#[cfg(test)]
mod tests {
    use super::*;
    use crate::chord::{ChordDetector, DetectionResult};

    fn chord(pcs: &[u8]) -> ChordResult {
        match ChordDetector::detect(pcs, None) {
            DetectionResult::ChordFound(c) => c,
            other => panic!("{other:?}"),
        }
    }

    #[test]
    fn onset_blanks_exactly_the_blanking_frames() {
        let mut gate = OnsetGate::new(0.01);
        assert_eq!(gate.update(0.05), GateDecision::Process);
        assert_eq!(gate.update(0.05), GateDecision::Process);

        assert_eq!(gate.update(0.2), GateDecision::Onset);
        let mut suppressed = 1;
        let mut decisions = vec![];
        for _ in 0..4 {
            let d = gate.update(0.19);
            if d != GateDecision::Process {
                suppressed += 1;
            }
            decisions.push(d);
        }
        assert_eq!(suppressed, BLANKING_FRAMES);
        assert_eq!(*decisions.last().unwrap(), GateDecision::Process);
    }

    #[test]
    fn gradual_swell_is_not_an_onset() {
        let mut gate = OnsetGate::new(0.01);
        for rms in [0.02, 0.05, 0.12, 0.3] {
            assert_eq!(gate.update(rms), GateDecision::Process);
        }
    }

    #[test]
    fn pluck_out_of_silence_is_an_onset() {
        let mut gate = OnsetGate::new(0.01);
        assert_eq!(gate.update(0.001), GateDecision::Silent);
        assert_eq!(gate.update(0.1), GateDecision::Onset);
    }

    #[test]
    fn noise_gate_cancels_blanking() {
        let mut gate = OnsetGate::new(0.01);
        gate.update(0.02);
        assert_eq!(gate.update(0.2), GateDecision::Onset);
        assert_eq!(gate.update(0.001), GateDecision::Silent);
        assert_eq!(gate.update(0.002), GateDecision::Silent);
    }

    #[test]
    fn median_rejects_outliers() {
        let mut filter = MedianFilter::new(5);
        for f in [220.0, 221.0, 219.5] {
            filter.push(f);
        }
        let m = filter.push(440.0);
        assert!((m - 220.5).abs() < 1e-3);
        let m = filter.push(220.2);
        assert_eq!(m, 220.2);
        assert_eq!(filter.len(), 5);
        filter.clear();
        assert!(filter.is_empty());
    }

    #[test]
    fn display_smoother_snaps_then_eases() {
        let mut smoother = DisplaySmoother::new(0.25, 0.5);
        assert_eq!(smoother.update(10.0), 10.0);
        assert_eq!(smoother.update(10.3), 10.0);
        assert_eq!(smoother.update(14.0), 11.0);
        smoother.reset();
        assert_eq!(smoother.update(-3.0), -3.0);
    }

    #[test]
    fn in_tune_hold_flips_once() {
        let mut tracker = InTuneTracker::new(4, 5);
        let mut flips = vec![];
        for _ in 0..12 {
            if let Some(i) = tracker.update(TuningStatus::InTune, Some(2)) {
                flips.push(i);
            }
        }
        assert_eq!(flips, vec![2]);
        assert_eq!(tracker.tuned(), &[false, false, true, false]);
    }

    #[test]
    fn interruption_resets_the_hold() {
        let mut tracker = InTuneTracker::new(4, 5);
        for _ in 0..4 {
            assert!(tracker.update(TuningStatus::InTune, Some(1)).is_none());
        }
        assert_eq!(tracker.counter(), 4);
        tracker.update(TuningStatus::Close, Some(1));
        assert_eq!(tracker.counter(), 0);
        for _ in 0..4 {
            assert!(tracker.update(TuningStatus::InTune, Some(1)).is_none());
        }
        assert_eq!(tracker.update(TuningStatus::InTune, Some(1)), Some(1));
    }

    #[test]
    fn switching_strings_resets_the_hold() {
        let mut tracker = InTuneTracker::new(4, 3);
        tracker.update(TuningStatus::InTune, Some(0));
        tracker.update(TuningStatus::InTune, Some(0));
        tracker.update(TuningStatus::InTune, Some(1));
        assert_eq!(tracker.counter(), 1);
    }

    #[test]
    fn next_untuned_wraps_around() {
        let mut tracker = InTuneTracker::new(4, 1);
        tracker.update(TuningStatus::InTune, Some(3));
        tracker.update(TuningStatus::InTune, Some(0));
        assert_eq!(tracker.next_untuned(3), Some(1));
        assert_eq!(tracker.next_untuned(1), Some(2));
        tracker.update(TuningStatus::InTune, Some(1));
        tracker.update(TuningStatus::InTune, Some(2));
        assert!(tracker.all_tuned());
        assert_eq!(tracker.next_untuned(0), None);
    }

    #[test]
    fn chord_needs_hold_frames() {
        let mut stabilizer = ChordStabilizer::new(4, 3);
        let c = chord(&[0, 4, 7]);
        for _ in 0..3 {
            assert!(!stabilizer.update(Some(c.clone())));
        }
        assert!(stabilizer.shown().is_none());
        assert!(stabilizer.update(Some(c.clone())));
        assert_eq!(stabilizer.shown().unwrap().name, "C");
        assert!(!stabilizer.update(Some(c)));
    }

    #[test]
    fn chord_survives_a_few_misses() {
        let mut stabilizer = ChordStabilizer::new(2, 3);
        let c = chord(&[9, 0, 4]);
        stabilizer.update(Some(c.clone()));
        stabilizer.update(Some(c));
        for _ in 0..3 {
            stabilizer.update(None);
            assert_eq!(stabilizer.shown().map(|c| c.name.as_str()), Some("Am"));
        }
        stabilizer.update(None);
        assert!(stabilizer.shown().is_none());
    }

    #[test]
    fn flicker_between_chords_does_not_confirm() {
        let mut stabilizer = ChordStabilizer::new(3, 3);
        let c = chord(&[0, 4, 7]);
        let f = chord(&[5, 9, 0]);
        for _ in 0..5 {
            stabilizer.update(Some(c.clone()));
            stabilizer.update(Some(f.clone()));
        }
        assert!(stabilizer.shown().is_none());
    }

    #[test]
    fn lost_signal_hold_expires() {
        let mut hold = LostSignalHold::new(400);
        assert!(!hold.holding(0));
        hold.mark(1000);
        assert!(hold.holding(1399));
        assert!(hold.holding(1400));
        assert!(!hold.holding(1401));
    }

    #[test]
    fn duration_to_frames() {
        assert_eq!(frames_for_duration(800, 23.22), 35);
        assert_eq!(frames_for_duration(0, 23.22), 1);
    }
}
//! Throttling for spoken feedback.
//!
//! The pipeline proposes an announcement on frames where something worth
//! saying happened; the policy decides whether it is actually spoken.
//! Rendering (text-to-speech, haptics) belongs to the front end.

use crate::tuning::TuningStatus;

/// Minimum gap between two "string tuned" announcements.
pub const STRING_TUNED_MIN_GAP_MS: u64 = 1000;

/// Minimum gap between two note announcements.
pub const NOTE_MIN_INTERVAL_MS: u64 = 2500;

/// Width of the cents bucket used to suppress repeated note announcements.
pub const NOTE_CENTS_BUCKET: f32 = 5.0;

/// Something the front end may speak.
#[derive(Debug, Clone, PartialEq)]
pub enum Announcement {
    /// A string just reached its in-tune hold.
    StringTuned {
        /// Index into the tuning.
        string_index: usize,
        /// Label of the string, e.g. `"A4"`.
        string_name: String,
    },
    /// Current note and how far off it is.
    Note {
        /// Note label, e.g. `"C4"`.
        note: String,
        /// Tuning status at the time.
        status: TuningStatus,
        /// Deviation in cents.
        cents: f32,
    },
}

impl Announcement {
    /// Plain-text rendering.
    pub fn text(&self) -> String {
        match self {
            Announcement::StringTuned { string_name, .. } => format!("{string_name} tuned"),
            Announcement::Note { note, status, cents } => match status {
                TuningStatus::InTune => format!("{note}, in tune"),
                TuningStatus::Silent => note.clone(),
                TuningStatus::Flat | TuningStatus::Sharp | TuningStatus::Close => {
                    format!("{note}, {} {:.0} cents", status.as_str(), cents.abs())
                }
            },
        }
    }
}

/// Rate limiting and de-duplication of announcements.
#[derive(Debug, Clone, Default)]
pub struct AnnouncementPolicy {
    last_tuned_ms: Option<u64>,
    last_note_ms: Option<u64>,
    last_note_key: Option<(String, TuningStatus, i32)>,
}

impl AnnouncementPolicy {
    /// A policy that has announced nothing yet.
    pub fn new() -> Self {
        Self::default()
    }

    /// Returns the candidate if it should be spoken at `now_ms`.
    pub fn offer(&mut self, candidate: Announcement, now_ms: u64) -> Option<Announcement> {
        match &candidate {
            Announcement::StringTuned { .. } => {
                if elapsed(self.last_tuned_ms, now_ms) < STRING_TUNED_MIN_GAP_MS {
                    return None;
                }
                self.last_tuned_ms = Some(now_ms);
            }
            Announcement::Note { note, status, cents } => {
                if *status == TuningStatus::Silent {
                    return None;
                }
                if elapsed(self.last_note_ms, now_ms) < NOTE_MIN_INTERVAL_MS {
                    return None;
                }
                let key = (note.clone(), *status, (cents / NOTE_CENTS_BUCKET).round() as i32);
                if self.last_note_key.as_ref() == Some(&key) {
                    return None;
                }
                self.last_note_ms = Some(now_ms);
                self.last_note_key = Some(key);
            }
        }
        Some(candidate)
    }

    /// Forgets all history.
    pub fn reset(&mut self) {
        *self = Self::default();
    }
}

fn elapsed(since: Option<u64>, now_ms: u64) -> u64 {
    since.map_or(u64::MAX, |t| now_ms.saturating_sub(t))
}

------------------------------

- Required action -
Each line from the start of the records through the line holding "assert_eq!(smoother.update(10.0), 10.0);" must be returned exactly; nothing else belongs in the answer.

- Answer -
#[cfg(test)]
mod tests {
    use super::*;
    use crate::chord::{ChordDetector, DetectionResult};

    fn chord(pcs: &[u8]) -> ChordResult {
        match ChordDetector::detect(pcs, None) {
            DetectionResult::ChordFound(c) => c,
            other => panic!("{other:?}"),
        }
    }

    #[test]
    fn onset_blanks_exactly_the_blanking_frames() {
        let mut gate = OnsetGate::new(0.01);
        assert_eq!(gate.update(0.05), GateDecision::Process);
        assert_eq!(gate.update(0.05), GateDecision::Process);

        assert_eq!(gate.update(0.2), GateDecision::Onset);
        let mut suppressed = 1;
        let mut decisions = vec![];
        for _ in 0..4 {
            let d = gate.update(0.19);
            if d != GateDecision::Process {
                suppressed += 1;
            }
            decisions.push(d);
        }
        assert_eq!(suppressed, BLANKING_FRAMES);
        assert_eq!(*decisions.last().unwrap(), GateDecision::Process);
    }

    #[test]
    fn gradual_swell_is_not_an_onset() {
        let mut gate = OnsetGate::new(0.01);
        for rms in [0.02, 0.05, 0.12, 0.3] {
            assert_eq!(gate.update(rms), GateDecision::Process);
        }
    }

    #[test]
    fn pluck_out_of_silence_is_an_onset() {
        let mut gate = OnsetGate::new(0.01);
        assert_eq!(gate.update(0.001), GateDecision::Silent);
        assert_eq!(gate.update(0.1), GateDecision::Onset);
    }

    #[test]
    fn noise_gate_cancels_blanking() {
        let mut gate = OnsetGate::new(0.01);
        gate.update(0.02);
        assert_eq!(gate.update(0.2), GateDecision::Onset);
        assert_eq!(gate.update(0.001), GateDecision::Silent);
        assert_eq!(gate.update(0.002), GateDecision::Silent);
    }

    #[test]
    fn median_rejects_outliers() {
        let mut filter = MedianFilter::new(5);
        for f in [220.0, 221.0, 219.5] {
            filter.push(f);
        }
        let m = filter.push(440.0);
        assert!((m - 220.5).abs() < 1e-3);
        let m = filter.push(220.2);
        assert_eq!(m, 220.2);
        assert_eq!(filter.len(), 5);
        filter.clear();
        assert!(filter.is_empty());
    }

    #[test]
    fn display_smoother_snaps_then_eases() {
        let mut smoother = DisplaySmoother::new(0.25, 0.5);
        assert_eq!(smoother.update(10.0), 10.0);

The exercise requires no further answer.